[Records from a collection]
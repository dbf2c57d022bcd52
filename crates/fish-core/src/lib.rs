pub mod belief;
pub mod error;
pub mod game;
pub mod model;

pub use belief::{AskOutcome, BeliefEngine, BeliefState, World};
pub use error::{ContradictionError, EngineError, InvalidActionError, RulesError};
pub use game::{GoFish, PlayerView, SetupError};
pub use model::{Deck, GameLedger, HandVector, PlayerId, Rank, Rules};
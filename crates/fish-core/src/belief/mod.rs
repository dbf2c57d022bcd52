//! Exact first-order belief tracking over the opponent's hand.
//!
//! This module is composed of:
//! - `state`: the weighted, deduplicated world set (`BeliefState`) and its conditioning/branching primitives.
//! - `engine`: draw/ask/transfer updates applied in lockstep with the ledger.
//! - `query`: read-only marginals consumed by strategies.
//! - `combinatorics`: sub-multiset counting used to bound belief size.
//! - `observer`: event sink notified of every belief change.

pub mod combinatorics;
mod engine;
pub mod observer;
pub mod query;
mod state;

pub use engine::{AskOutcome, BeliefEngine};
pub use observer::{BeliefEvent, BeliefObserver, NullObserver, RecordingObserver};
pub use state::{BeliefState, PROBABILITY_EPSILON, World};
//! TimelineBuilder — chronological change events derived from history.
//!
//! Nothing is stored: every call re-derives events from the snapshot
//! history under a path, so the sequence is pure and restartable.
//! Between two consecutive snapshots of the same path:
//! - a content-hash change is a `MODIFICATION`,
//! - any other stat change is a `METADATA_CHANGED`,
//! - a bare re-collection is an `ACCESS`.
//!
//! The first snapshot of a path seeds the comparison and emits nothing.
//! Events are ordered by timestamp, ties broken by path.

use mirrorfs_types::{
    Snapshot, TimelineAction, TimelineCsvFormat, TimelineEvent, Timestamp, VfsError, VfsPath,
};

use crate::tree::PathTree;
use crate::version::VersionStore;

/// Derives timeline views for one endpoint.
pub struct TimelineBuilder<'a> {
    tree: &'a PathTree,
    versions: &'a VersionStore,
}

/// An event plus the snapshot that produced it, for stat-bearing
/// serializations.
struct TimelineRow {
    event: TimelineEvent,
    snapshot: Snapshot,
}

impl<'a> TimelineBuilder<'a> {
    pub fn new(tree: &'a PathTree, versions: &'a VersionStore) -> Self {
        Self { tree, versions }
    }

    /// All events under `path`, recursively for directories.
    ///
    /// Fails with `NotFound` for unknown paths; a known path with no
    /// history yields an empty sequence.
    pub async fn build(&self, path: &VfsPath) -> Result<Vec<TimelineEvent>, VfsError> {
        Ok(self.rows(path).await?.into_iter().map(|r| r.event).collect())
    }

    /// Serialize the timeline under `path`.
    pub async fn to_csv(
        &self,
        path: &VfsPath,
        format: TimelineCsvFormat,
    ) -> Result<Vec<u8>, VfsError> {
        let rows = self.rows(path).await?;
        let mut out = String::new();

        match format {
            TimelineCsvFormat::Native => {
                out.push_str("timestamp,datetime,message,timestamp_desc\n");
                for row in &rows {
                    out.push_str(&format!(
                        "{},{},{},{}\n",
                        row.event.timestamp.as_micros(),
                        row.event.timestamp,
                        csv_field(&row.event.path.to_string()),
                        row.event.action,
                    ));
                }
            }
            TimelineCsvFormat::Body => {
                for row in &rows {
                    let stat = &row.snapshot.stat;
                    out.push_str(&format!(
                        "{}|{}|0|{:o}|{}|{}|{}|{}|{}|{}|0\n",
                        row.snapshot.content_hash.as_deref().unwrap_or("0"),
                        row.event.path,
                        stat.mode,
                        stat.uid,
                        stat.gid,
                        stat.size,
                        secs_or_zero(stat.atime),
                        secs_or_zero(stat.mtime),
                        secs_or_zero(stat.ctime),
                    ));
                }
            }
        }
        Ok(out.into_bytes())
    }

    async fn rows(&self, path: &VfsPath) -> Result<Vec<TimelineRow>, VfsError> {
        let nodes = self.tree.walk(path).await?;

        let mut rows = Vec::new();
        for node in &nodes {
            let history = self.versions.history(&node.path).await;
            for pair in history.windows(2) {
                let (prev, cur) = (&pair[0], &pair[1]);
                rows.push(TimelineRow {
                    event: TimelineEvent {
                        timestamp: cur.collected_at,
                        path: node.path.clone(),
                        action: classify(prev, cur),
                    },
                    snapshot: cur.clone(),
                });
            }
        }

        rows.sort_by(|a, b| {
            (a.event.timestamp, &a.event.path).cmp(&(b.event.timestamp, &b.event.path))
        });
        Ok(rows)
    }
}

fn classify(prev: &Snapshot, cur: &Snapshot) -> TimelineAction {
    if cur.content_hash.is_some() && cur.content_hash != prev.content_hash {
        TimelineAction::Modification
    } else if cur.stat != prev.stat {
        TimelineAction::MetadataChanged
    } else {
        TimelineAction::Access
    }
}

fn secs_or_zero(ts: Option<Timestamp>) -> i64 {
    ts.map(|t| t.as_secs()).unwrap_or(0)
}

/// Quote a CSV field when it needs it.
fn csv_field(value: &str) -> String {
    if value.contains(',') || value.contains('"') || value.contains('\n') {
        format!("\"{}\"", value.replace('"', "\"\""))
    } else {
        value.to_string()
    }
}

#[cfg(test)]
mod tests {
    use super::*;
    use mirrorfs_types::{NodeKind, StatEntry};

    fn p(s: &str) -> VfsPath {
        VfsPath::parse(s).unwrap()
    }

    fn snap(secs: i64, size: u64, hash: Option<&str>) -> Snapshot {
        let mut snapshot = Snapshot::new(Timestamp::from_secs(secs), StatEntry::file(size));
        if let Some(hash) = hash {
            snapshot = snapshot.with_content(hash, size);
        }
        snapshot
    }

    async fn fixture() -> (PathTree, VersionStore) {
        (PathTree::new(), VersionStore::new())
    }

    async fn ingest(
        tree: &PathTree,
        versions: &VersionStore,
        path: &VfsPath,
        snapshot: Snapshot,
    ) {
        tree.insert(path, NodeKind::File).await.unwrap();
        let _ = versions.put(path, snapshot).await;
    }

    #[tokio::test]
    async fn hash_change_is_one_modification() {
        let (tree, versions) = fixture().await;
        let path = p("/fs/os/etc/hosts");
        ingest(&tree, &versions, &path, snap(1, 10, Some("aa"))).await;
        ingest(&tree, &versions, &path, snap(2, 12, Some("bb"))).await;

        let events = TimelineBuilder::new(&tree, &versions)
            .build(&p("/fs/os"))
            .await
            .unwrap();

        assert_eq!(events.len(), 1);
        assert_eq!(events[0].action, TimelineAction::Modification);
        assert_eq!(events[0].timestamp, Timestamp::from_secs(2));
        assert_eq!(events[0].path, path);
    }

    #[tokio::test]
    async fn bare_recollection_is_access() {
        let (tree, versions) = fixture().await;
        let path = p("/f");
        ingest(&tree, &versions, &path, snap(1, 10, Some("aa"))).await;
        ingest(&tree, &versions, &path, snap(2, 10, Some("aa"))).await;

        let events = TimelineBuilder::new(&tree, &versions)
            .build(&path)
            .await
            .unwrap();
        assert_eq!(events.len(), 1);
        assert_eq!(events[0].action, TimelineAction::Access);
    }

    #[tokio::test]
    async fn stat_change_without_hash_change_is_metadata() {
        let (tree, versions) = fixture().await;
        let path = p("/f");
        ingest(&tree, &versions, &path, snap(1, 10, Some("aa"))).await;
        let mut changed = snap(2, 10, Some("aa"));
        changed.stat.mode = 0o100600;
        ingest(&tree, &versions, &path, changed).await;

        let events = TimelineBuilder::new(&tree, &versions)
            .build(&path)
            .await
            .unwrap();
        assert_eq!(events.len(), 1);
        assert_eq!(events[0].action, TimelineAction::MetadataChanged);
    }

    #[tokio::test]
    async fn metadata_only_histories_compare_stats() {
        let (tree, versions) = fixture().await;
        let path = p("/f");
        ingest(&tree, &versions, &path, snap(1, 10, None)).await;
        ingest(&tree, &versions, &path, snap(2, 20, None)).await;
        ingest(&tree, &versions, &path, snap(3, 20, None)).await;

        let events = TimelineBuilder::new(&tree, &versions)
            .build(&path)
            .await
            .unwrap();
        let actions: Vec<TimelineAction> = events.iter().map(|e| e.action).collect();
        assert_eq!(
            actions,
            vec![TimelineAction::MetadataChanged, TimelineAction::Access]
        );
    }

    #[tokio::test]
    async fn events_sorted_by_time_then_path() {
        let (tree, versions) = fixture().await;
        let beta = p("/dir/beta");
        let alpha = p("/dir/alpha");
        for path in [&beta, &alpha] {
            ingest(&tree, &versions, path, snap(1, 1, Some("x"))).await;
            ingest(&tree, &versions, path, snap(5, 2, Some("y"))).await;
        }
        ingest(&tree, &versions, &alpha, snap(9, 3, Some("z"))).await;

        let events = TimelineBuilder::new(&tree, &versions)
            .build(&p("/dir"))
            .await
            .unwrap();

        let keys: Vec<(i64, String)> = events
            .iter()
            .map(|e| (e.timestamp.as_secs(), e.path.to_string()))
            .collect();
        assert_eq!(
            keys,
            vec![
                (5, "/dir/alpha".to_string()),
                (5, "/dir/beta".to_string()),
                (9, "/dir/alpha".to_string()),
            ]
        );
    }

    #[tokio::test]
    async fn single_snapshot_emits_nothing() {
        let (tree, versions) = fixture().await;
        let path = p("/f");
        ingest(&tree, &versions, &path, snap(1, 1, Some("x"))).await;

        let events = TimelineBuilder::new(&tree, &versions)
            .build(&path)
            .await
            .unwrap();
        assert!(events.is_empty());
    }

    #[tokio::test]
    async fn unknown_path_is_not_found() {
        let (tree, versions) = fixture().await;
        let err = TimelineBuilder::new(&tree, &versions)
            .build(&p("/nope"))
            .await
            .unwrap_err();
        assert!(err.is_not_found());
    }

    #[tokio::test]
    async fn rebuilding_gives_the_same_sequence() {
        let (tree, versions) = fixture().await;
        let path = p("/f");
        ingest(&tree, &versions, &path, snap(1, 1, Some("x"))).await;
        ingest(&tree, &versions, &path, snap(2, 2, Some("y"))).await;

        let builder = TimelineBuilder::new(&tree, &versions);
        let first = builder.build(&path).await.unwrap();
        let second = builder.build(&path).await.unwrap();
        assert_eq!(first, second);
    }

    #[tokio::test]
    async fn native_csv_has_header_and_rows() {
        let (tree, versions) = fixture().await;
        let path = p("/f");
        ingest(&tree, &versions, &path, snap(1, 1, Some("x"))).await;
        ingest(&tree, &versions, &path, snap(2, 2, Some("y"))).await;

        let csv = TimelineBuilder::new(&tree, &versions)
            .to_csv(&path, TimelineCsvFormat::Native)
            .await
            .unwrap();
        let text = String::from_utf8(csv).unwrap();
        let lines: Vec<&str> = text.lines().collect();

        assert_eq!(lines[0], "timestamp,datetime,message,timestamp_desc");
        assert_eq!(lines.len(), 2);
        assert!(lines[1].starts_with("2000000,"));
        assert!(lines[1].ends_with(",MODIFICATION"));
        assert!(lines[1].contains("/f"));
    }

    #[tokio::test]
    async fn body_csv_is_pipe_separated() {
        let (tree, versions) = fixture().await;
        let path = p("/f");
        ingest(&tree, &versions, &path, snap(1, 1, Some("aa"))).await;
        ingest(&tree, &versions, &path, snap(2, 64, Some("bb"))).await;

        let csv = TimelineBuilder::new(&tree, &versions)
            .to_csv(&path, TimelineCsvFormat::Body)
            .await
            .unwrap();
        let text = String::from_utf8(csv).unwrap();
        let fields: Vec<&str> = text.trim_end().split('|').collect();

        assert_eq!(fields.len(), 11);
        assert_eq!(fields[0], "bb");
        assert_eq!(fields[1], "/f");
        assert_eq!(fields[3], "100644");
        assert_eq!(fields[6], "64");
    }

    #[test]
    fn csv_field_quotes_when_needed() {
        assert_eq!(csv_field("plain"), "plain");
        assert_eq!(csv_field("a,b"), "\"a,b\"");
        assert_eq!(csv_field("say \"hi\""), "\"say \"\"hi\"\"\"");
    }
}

- _Prompt_:
Begin with the first line of the data above and, please, print each line exactly until you have printed the line containing "its conditioning/branching primitives."; print nothing else.

- _Answer section_:
repository dbf2c57d022bcd52
filename crates/fish-core/src/lib.rs
pub mod belief;
pub mod error;
pub mod game;
pub mod model;

pub use belief::{AskOutcome, BeliefEngine, BeliefState, World};
pub use error::{ContradictionError, EngineError, InvalidActionError, RulesError};
pub use game::{GoFish, PlayerView, SetupError};
pub use model::{Deck, GameLedger, HandVector, PlayerId, Rank, Rules};
filename crates/fish-core/src/belief/mod.rs
repository dbf2c57d022bcd52
//! Exact first-order belief tracking over the opponent's hand.
//!
//! This module is composed of:
//! - `state`: the weighted, deduplicated world set (`BeliefState`) and its conditioning/branching primitives.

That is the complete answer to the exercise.